◆ **What to do**
Would you return the entries below word for word?

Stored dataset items
========

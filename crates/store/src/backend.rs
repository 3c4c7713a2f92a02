use crate::StoreError;
use analysis::AnalyzedString;
use std::collections::HashMap;
use std::sync::RwLock;

/// Trait for a storage backend holding analyzed strings keyed by content hash.
///
/// Implementations must make `insert_if_absent` atomic with respect to every
/// other operation: the existence check and the write happen as one step.
pub trait StoreBackend: Send + Sync {
    /// Store `record` under `key` unless the key is taken.
    /// Returns `false` (and stores nothing) when the key already exists.
    fn insert_if_absent(&self, key: &str, record: AnalyzedString) -> Result<bool, StoreError>;
    /// Retrieve a record by key.
    fn get(&self, key: &str) -> Result<Option<AnalyzedString>, StoreError>;
    /// Remove a record by key. Returns `false` if nothing was stored under it.
    fn remove(&self, key: &str) -> Result<bool, StoreError>;
    /// Visit every record in insertion order.
    fn scan(
        &self,
        visitor: &mut dyn FnMut(&AnalyzedString) -> Result<(), StoreError>,
    ) -> Result<(), StoreError>;
    /// Number of stored records.
    fn len(&self) -> Result<usize, StoreError>;
}

#[derive(Default)]
struct Entries {
    next_seq: u64,
    records: HashMap<String, (u64, AnalyzedString)>,
}

/// An in-memory backend using a `RwLock` around a `HashMap`.
///
/// Each record carries the sequence number it was inserted with so scans can
/// replay insertion order.
pub struct InMemoryBackend {
    entries: RwLock<Entries>,
}

impl InMemoryBackend {
    pub fn new() -> Self {
        Self {
            entries: RwLock::new(Entries::default()),
        }
    }
}

impl Default for InMemoryBackend {
    fn default() -> Self {
        Self::new()
    }
}

impl StoreBackend for InMemoryBackend {
    fn insert_if_absent(&self, key: &str, record: AnalyzedString) -> Result<bool, StoreError> {
        // The write lock covers both the existence check and the insert.
        let mut guard = self
            .entries
            .write()
            .map_err(|_| StoreError::backend("poisoned lock"))?;
        if guard.records.contains_key(key) {
            return Ok(false);
        }
        let seq = guard.next_seq;
        guard.next_seq += 1;
        guard.records.insert(key.to_string(), (seq, record));
        Ok(true)
    }

    fn get(&self, key: &str) -> Result<Option<AnalyzedString>, StoreError> {
        let guard = self
            .entries
            .read()
            .map_err(|_| StoreError::backend("poisoned lock"))?;
        Ok(guard.records.get(key).map(|(_, record)| record.clone()))
    }

    fn remove(&self, key: &str) -> Result<bool, StoreError> {
        Ok(self
            .entries
            .write()
            .map_err(|_| StoreError::backend("poisoned lock"))?
            .records
            .remove(key)
            .is_some())
    }

    fn scan(
        &self,
        visitor: &mut dyn FnMut(&AnalyzedString) -> Result<(), StoreError>,
    ) -> Result<(), StoreError> {
        // A read lock is held for the duration of the scan.
        let guard = self
            .entries
            .read()
            .map_err(|_| StoreError::backend("poisoned lock"))?;
        let mut ordered: Vec<&(u64, AnalyzedString)> = guard.records.values().collect();
        ordered.sort_unstable_by_key(|(seq, _)| *seq);
        for (_, record) in ordered {
            visitor(record)?;
        }
        Ok(())
    }

    fn len(&self) -> Result<usize, StoreError> {
        let guard = self
            .entries
            .read()
            .map_err(|_| StoreError::backend("poisoned lock"))?;
        Ok(guard.records.len())
    }
}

========

◆ **Problem solution**
filename crates/store/src/backend.rs
repository 3c4c7713a2f92a02
use crate::StoreError;
use analysis::AnalyzedString;
use std::collections::HashMap;
use std::sync::RwLock;

/// Trait for a storage backend holding analyzed strings keyed by content hash.
///
/// Implementations must make `insert_if_absent` atomic with respect to every
/// other operation: the existence check and the write happen as one step.
pub trait StoreBackend: Send + Sync {
    /// Store `record` under `key` unless the key is taken.
    /// Returns `false` (and stores nothing) when the key already exists.
    fn insert_if_absent(&self, key: &str, record: AnalyzedString) -> Result<bool, StoreError>;
    /// Retrieve a record by key.
    fn get(&self, key: &str) -> Result<Option<AnalyzedString>, StoreError>;
    /// Remove a record by key. Returns `false` if nothing was stored under it.
    fn remove(&self, key: &str) -> Result<bool, StoreError>;
    /// Visit every record in insertion order.
    fn scan(
        &self,
        visitor: &mut dyn FnMut(&AnalyzedString) -> Result<(), StoreError>,
    ) -> Result<(), StoreError>;
    /// Number of stored records.
    fn len(&self) -> Result<usize, StoreError>;
}

#[derive(Default)]
struct Entries {
    next_seq: u64,
    records: HashMap<String, (u64, AnalyzedString)>,
}

/// An in-memory backend using a `RwLock` around a `HashMap`.
///
/// Each record carries the sequence number it was inserted with so scans can
/// replay insertion order.
pub struct InMemoryBackend {
    entries: RwLock<Entries>,
}

impl InMemoryBackend {
    pub fn new() -> Self {
        Self {
            entries: RwLock::new(Entries::default()),
        }
    }
}

impl Default for InMemoryBackend {
    fn default() -> Self {
        Self::new()
    }
}

impl StoreBackend for InMemoryBackend {
    fn insert_if_absent(&self, key: &str, record: AnalyzedString) -> Result<bool, StoreError> {
        // The write lock covers both the existence check and the insert.
        let mut guard = self
            .entries
            .write()
            .map_err(|_| StoreError::backend("poisoned lock"))?;
        if guard.records.contains_key(key) {
            return Ok(false);
        }
        let seq = guard.next_seq;
        guard.next_seq += 1;
        guard.records.insert(key.to_string(), (seq, record));
        Ok(true)
    }

    fn get(&self, key: &str) -> Result<Option<AnalyzedString>, StoreError> {
        let guard = self
            .entries
            .read()
            .map_err(|_| StoreError::backend("poisoned lock"))?;
        Ok(guard.records.get(key).map(|(_, record)| record.clone()))
    }

    fn remove(&self, key: &str) -> Result<bool, StoreError> {
        Ok(self
            .entries
            .write()
            .map_err(|_| StoreError::backend("poisoned lock"))?
            .records
            .remove(key)
            .is_some())
    }

    fn scan(
        &self,
        visitor: &mut dyn FnMut(&AnalyzedString) -> Result<(), StoreError>,
    ) -> Result<(), StoreError> {
        // A read lock is held for the duration of the scan.
        let guard = self
            .entries
            .read()
            .map_err(|_| StoreError::backend("poisoned lock"))?;
        let mut ordered: Vec<&(u64, AnalyzedString)> = guard.records.values().collect();
        ordered.sort_unstable_by_key(|(seq, _)| *seq);
        for (_, record) in ordered {
            visitor(record)?;
        }
        Ok(())
    }

    fn len(&self) -> Result<usize, StoreError> {
        let guard = self
            .entries
            .read()
            .map_err(|_| StoreError::backend("poisoned lock"))?;
        Ok(guard.records.len())
    }
}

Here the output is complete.